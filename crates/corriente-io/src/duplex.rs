//! Full-duplex audio device adapter.

use std::sync::{Arc, Condvar, Mutex};

use corriente_core::{InPort, OutPort, SampleQueue, Worker};
use cpal::traits::{DeviceTrait, HostTrait, StreamTrait};

use crate::convert::{fixed_to_norm, norm_to_fixed};
use crate::{Error, Result};

/// Stream parameters for [`AudioDuplex`].
#[derive(Debug, Clone, Copy)]
pub struct DuplexConfig {
    /// Sample rate in Hz.
    pub sample_rate: u32,
    /// Channel count on both directions.
    pub channels: u16,
    /// Hardware block size in frames.
    pub block_size: u32,
}

impl Default for DuplexConfig {
    fn default() -> Self {
        Self {
            sample_rate: 44100,
            channels: 1,
            block_size: 1024,
        }
    }
}

/// One capture lane: hardware pushes in, the graph pulls out.
///
/// The hardware callback cannot write into the out-port directly — a
/// consumer waiting for microphone data sits inside that port's lock, so
/// the callback would deadlock behind it. Instead the callback feeds a
/// staging queue guarded by its own mutex, and this node's `work` (called
/// under the port lock) blocks on the staging condvar until the hardware
/// has delivered, then broadcasts. Pulling microphone data thus paces the
/// caller to the device.
struct CaptureChannel {
    port: OutPort<f32>,
    staging: Mutex<SampleQueue<f32>>,
    ready: Condvar,
}

impl CaptureChannel {
    fn new() -> Arc<Self> {
        let node = Arc::new(Self {
            port: OutPort::new(),
            staging: Mutex::new(SampleQueue::new()),
            ready: Condvar::new(),
        });
        node.port.attach(&node);
        node
    }

    fn push(&self, samples: &[f32]) {
        let mut staging = self.staging.lock().expect("capture staging poisoned");
        staging.write(samples);
        self.ready.notify_all();
    }
}

impl Worker for CaptureChannel {
    fn work(&self, requested: usize) {
        let mut staging = self.staging.lock().expect("capture staging poisoned");
        while staging.len() < requested {
            staging = self
                .ready
                .wait(staging)
                .expect("capture staging poisoned");
        }
        let drained = staging.read(staging.len());
        drop(staging);
        self.port.write(&drained);
    }
}

struct BlockSignal {
    counter: Mutex<u64>,
    advanced: Condvar,
}

impl BlockSignal {
    fn bump(&self) {
        let mut counter = self.counter.lock().expect("block counter poisoned");
        *counter += 1;
        self.advanced.notify_all();
    }
}

/// Full-duplex hardware audio adapter.
///
/// On every hardware cycle the input callback pushes captured samples
/// into the graph (via the per-channel capture lanes behind `audio_in`)
/// and the output callback pulls exactly one hardware block per channel
/// from `audio_out` — a synchronous recursive pull on the real-time
/// thread, like any other consumer. Both callbacks convert between the
/// device's i16 samples and normalized floats by linear interpolation
/// over the i16 range, and signal block completion for external waiters.
pub struct AudioDuplex {
    /// Captured audio entering the graph, one port per channel.
    pub audio_in: Vec<OutPort<f32>>,
    /// Audio leaving the graph for playback, one port per channel.
    pub audio_out: Vec<InPort<f32>>,
    capture: Vec<Arc<CaptureChannel>>,
    blocks: BlockSignal,
    config: DuplexConfig,
}

/// Keeps the device streams alive; dropping it stops the audio.
///
/// cpal streams are not `Send`, so the handle stays with the thread that
/// called [`AudioDuplex::start`].
pub struct DuplexStream {
    _input: cpal::Stream,
    _output: cpal::Stream,
}

impl AudioDuplex {
    /// Creates the adapter node; no device is opened until
    /// [`start`](AudioDuplex::start).
    pub fn new(config: DuplexConfig) -> Arc<Self> {
        let capture: Vec<Arc<CaptureChannel>> =
            (0..config.channels).map(|_| CaptureChannel::new()).collect();
        let audio_in = capture.iter().map(|channel| channel.port.clone()).collect();
        let audio_out = (0..config.channels).map(|_| InPort::new()).collect();
        Arc::new(Self {
            audio_in,
            audio_out,
            capture,
            blocks: BlockSignal {
                counter: Mutex::new(0),
                advanced: Condvar::new(),
            },
            config,
        })
    }

    /// The configured stream parameters.
    pub fn config(&self) -> DuplexConfig {
        self.config
    }

    /// Opens the default devices and starts both streams.
    pub fn start(self: &Arc<Self>) -> Result<DuplexStream> {
        let host = cpal::default_host();
        let input_device = host.default_input_device().ok_or(Error::NoDevice)?;
        let output_device = host.default_output_device().ok_or(Error::NoDevice)?;

        let stream_config = cpal::StreamConfig {
            channels: self.config.channels,
            sample_rate: cpal::SampleRate(self.config.sample_rate),
            buffer_size: cpal::BufferSize::Fixed(self.config.block_size),
        };

        let channels = usize::from(self.config.channels);

        let input_stream = {
            let duplex = Arc::clone(self);
            input_device
                .build_input_stream(
                    &stream_config,
                    move |data: &[i16], _: &cpal::InputCallbackInfo| {
                        for (index, channel) in duplex.capture.iter().enumerate() {
                            let lane: Vec<f32> = data
                                .iter()
                                .skip(index)
                                .step_by(channels)
                                .map(|&sample| fixed_to_norm(sample))
                                .collect();
                            channel.push(&lane);
                        }
                        duplex.blocks.bump();
                    },
                    |err| tracing::warn!(error = %err, "input stream error"),
                    None,
                )
                .map_err(|e| Error::Stream(e.to_string()))?
        };

        let output_stream = {
            let duplex = Arc::clone(self);
            output_device
                .build_output_stream(
                    &stream_config,
                    move |data: &mut [i16], _: &cpal::OutputCallbackInfo| {
                        data.fill(0);
                        let frames = data.len() / channels;
                        for (index, port) in duplex.audio_out.iter().enumerate() {
                            let lane = port.read(frames);
                            for (frame, &sample) in lane.iter().enumerate() {
                                data[frame * channels + index] = norm_to_fixed(sample);
                            }
                        }
                        duplex.blocks.bump();
                    },
                    |err| tracing::warn!(error = %err, "output stream error"),
                    None,
                )
                .map_err(|e| Error::Stream(e.to_string()))?
        };

        input_stream
            .play()
            .map_err(|e| Error::Stream(e.to_string()))?;
        output_stream
            .play()
            .map_err(|e| Error::Stream(e.to_string()))?;
        tracing::info!(
            sample_rate = self.config.sample_rate,
            channels = self.config.channels,
            block_size = self.config.block_size,
            "duplex audio started"
        );

        Ok(DuplexStream {
            _input: input_stream,
            _output: output_stream,
        })
    }

    /// Blocks until the next hardware block completes in either
    /// direction. Timeouts, if wanted, belong to the caller.
    pub fn wait_block(&self) {
        let mut counter = self
            .blocks
            .counter
            .lock()
            .expect("block counter poisoned");
        let seen = *counter;
        while *counter == seen {
            counter = self
                .blocks
                .advanced
                .wait(counter)
                .expect("block counter poisoned");
        }
    }
}
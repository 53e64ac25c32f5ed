//! Terminal nodes: where external code meets the graph.

use std::sync::{Arc, Condvar, Mutex};
use std::thread;

use corriente_core::{InPort, OutPort, SampleQueue, Worker};

/// Producer-side terminal with a presence mask.
///
/// External code pushes sample blocks with [`push`](PushSource::push);
/// each pushed sample is broadcast on `samples` together with a `1.0` on
/// the parallel `present` lane. When the graph outruns the pushes, demand
/// is met with zeros on both lanes — `0.0` presence marks the filler, so
/// downstream nodes can tell injected silence from intentional data.
pub struct PushSource {
    /// The sample stream: pushed data, zero-filled under starvation.
    pub samples: OutPort<f32>,
    /// Presence mask aligned one-to-one with `samples`.
    pub present: OutPort<f32>,
}

impl PushSource {
    /// Creates an empty source.
    pub fn new() -> Arc<Self> {
        let node = Arc::new(Self {
            samples: OutPort::new(),
            present: OutPort::new(),
        });
        node.samples.attach(&node);
        node.present.attach(&node);
        node
    }

    /// Feeds a block of genuine samples into the graph.
    pub fn push(&self, block: &[f32]) {
        self.samples.write(block);
        self.present.write(&vec![1.0; block.len()]);
    }
}

impl Worker for PushSource {
    fn work(&self, requested: usize) {
        // Nothing pushed in time: graceful silence, flagged as absent.
        let fallback = vec![0.0; requested];
        self.samples.write(&fallback);
        self.present.write(&fallback);
    }
}

/// Consumer-side terminal: a plain pull surface.
pub struct PullSink {
    /// The stream to drain.
    pub samples: InPort<f32>,
}

impl PullSink {
    /// Creates a sink; wire `samples` to the stream to expose.
    pub fn new() -> Arc<Self> {
        Arc::new(Self {
            samples: InPort::new(),
        })
    }

    /// Pulls exactly `count` samples from the graph.
    pub fn read(&self, count: usize) -> Vec<f32> {
        self.samples.read(count)
    }
}

struct RecorderState {
    /// Samples still wanted by the pending `record` call.
    pending: usize,
    captured: SampleQueue<f32>,
}

/// Capture terminal: record N samples and wait.
///
/// A drive thread (started with [`start`](Recorder::start)) continuously
/// pulls fixed blocks through the `audio` input. While a
/// [`record`](Recorder::record) call is armed, pulled samples accumulate
/// until the requested count is reached, at which point the caller is
/// woken; outside an armed window the stream is discarded.
pub struct Recorder {
    /// The stream to capture from.
    pub audio: InPort<f32>,
    block_size: usize,
    state: Mutex<RecorderState>,
    done: Condvar,
}

impl Recorder {
    /// Creates a recorder pulling `block_size` samples per drive step.
    ///
    /// # Panics
    ///
    /// Panics if `block_size` is zero.
    pub fn new(block_size: usize) -> Arc<Self> {
        assert!(block_size > 0, "recorder block size must be positive");
        Arc::new(Self {
            audio: InPort::new(),
            block_size,
            state: Mutex::new(RecorderState {
                pending: 0,
                captured: SampleQueue::new(),
            }),
            done: Condvar::new(),
        })
    }

    /// Spawns the drive thread. It stops once the recorder is dropped.
    pub fn start(self: &Arc<Self>) {
        let weak = Arc::downgrade(self);
        tracing::debug!(block_size = self.block_size, "recorder drive thread starting");
        thread::spawn(move || {
            while let Some(recorder) = weak.upgrade() {
                recorder.step();
            }
        });
    }

    /// Pulls one block and captures it if a recording is armed.
    ///
    /// Public so that a graph without the drive thread (tests, offline
    /// processing) can pace the recorder itself.
    pub fn step(&self) {
        let samples = self.audio.read(self.block_size);
        let mut state = self.state.lock().expect("recorder state poisoned");
        if state.pending > 0 {
            let take = state.pending.min(samples.len());
            state.captured.write(&samples[..take]);
            state.pending -= take;
            if state.pending == 0 {
                self.done.notify_all();
            }
        }
    }

    /// Blocks until `count` samples have streamed past, then returns them.
    pub fn record(&self, count: usize) -> Vec<f32> {
        let mut state = self.state.lock().expect("recorder state poisoned");
        state.pending = count;
        while state.captured.len() < count {
            state = self.done.wait(state).expect("recorder state poisoned");
        }
        state.captured.read(count)
    }
}

/// Discards a stream, pulling fixed blocks forever.
///
/// Keeps a push-fed chain draining when nothing downstream wants the
/// data — the demand-driven equivalent of a muted output.
pub struct NullSink {
    /// The stream to discard.
    pub samples: InPort<f32>,
    block_size: usize,
}

impl NullSink {
    /// Creates a sink pulling `block_size` samples per step.
    pub fn new(block_size: usize) -> Arc<Self> {
        Arc::new(Self {
            samples: InPort::new(),
            block_size,
        })
    }

    /// Spawns the drive thread. It stops once the sink is dropped.
    pub fn start(self: &Arc<Self>) {
        let weak = Arc::downgrade(self);
        tracing::debug!(block_size = self.block_size, "null sink drive thread starting");
        thread::spawn(move || {
            while let Some(sink) = weak.upgrade() {
                sink.samples.read(sink.block_size);
            }
        });
    }
}

#[cfg(test)]
mod tests {
    use super::*;

    #[test]
    fn test_presence_marks_pushed_samples() {
        let source = PushSource::new();
        let data = InPort::new();
        data.connect(&source.samples);
        let present = InPort::new();
        present.connect(&source.present);

        source.push(&[0.5, -0.5, 0.25]);
        assert_eq!(data.read(3), vec![0.5, -0.5, 0.25]);
        assert_eq!(present.read(3), vec![1.0, 1.0, 1.0]);
    }

    #[test]
    fn test_presence_marks_filler_past_pushed_data() {
        let source = PushSource::new();
        let data = InPort::new();
        data.connect(&source.samples);
        let present = InPort::new();
        present.connect(&source.present);

        source.push(&[1.0, 1.0]);
        assert_eq!(data.read(4), vec![1.0, 1.0, 0.0, 0.0]);
        assert_eq!(present.read(4), vec![1.0, 1.0, 0.0, 0.0]);
    }

    #[test]
    fn test_pull_sink_reads_through() {
        let source = PushSource::new();
        let sink = PullSink::new();
        sink.samples.connect(&source.samples);
        source.push(&[7.0]);
        assert_eq!(sink.read(2), vec![7.0, 0.0]);
    }

    #[test]
    fn test_recorder_captures_armed_window() {
        let source = PushSource::new();
        let recorder = Recorder::new(4);
        recorder.audio.connect(&source.samples);
        source.push(&[1.0, 2.0, 3.0, 4.0, 5.0, 6.0]);

        let handle = {
            let recorder = Arc::clone(&recorder);
            thread::spawn(move || recorder.record(5))
        };
        // Pace the recorder from this thread once the waiter is armed.
        while recorder.state.lock().unwrap().pending == 0 {
            thread::yield_now();
        }
        while !handle.is_finished() {
            recorder.step();
        }
        assert_eq!(handle.join().unwrap(), vec![1.0, 2.0, 3.0, 4.0, 5.0]);
    }
}
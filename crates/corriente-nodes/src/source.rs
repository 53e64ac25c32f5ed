//! Random symbol generation.

use std::sync::Arc;

use corriente_core::{NodeState, OutPort, Worker};
use rand::rngs::StdRng;
use rand::{Rng, SeedableRng};

/// Emits uniformly random symbols normalized to [-1, 1].
///
/// With `levels` distinct symbol values, level `v` maps to
/// `2 v / (levels - 1) - 1`, so binary symbols come out as exactly ±1.
/// Useful for exercising a modem chain with known statistics.
pub struct SymbolSource {
    /// The symbol stream.
    pub symbols: OutPort<f32>,
    levels: u32,
    state: NodeState<StdRng>,
}

impl SymbolSource {
    /// Creates a source with an entropy-seeded generator.
    ///
    /// # Panics
    ///
    /// Panics if `levels` is less than two.
    pub fn new(levels: u32) -> Arc<Self> {
        Self::with_rng(levels, StdRng::from_entropy())
    }

    /// Creates a source with a fixed seed, for reproducible streams.
    pub fn with_seed(levels: u32, seed: u64) -> Arc<Self> {
        Self::with_rng(levels, StdRng::seed_from_u64(seed))
    }

    fn with_rng(levels: u32, rng: StdRng) -> Arc<Self> {
        assert!(levels >= 2, "symbol source needs at least two levels");
        let node = Arc::new(Self {
            symbols: OutPort::new(),
            levels,
            state: NodeState::new(rng),
        });
        node.symbols.attach(&node);
        node
    }
}

impl Worker for SymbolSource {
    fn work(&self, requested: usize) {
        let block = self.state.with(|rng| {
            (0..requested)
                .map(|_| {
                    let level = rng.gen_range(0..self.levels);
                    2.0 * level as f32 / (self.levels - 1) as f32 - 1.0
                })
                .collect::<Vec<_>>()
        });
        self.symbols.write(&block);
    }
}

#[cfg(test)]
mod tests {
    use super::*;
    use corriente_core::InPort;

    #[test]
    fn test_binary_symbols_are_plus_minus_one() {
        let source = SymbolSource::with_seed(2, 1);
        let sink = InPort::new();
        sink.connect(&source.symbols);
        for symbol in sink.read(256) {
            assert!(symbol == 1.0 || symbol == -1.0);
        }
    }

    #[test]
    fn test_seeded_streams_are_reproducible() {
        let a = SymbolSource::with_seed(4, 7);
        let b = SymbolSource::with_seed(4, 7);
        let sink_a = InPort::new();
        sink_a.connect(&a.symbols);
        let sink_b = InPort::new();
        sink_b.connect(&b.symbols);
        assert_eq!(sink_a.read(64), sink_b.read(64));
    }

    #[test]
    fn test_symbols_stay_normalized() {
        let source = SymbolSource::with_seed(5, 3);
        let sink = InPort::new();
        sink.connect(&source.symbols);
        for symbol in sink.read(128) {
            assert!((-1.0..=1.0).contains(&symbol));
        }
    }
}
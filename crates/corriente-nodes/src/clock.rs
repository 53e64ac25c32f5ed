//! Time source: the graph's notion of a sample clock.

use std::sync::Arc;

use corriente_core::{NodeState, OutPort, Worker};

/// Emits monotonically increasing time points at a fixed rate.
///
/// Sample `i` of a request carries the time `current + i / rate` seconds;
/// the running time persists across calls, so any partition of pulls
/// yields the same stream. Several composite nodes own a private `Clock` —
/// the oscillators use it as a time base, the resampler as an index
/// counter (where "rate" is the output-per-input ratio rather than Hz).
///
/// Time is `f64`: an `f32` time base loses sample-level resolution within
/// minutes of continuous streaming.
pub struct Clock {
    /// The time stream.
    pub time: OutPort<f64>,
    sample_rate: f64,
    state: NodeState<f64>,
}

impl Clock {
    /// Creates a clock starting at time zero.
    pub fn new(sample_rate: f64) -> Arc<Self> {
        Self::with_offset(sample_rate, 0.0)
    }

    /// Creates a clock starting at `offset` seconds.
    pub fn with_offset(sample_rate: f64, offset: f64) -> Arc<Self> {
        let node = Arc::new(Self {
            time: OutPort::new(),
            sample_rate,
            state: NodeState::new(offset),
        });
        node.time.attach(&node);
        node
    }
}

impl Worker for Clock {
    fn work(&self, requested: usize) {
        let points = self.state.with(|current| {
            let points: Vec<f64> = (0..requested)
                .map(|i| *current + i as f64 / self.sample_rate)
                .collect();
            *current += requested as f64 / self.sample_rate;
            points
        });
        self.time.write(&points);
    }
}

■ **Directions for this task**
Write out the lines of the entries, word for word, from the first through the one containing "directly — a", and stop at that line.

■ **Answer space**
filename crates/corriente-io/src/duplex.rs
//! Full-duplex audio device adapter.

use std::sync::{Arc, Condvar, Mutex};

use corriente_core::{InPort, OutPort, SampleQueue, Worker};
use cpal::traits::{DeviceTrait, HostTrait, StreamTrait};

use crate::convert::{fixed_to_norm, norm_to_fixed};
use crate::{Error, Result};

/// Stream parameters for [`AudioDuplex`].
#[derive(Debug, Clone, Copy)]
pub struct DuplexConfig {
    /// Sample rate in Hz.
    pub sample_rate: u32,
    /// Channel count on both directions.
    pub channels: u16,
    /// Hardware block size in frames.
    pub block_size: u32,
}

impl Default for DuplexConfig {
    fn default() -> Self {
        Self {
            sample_rate: 44100,
            channels: 1,
            block_size: 1024,
        }
    }
}

/// One capture lane: hardware pushes in, the graph pulls out.
///
/// The hardware callback cannot write into the out-port directly — a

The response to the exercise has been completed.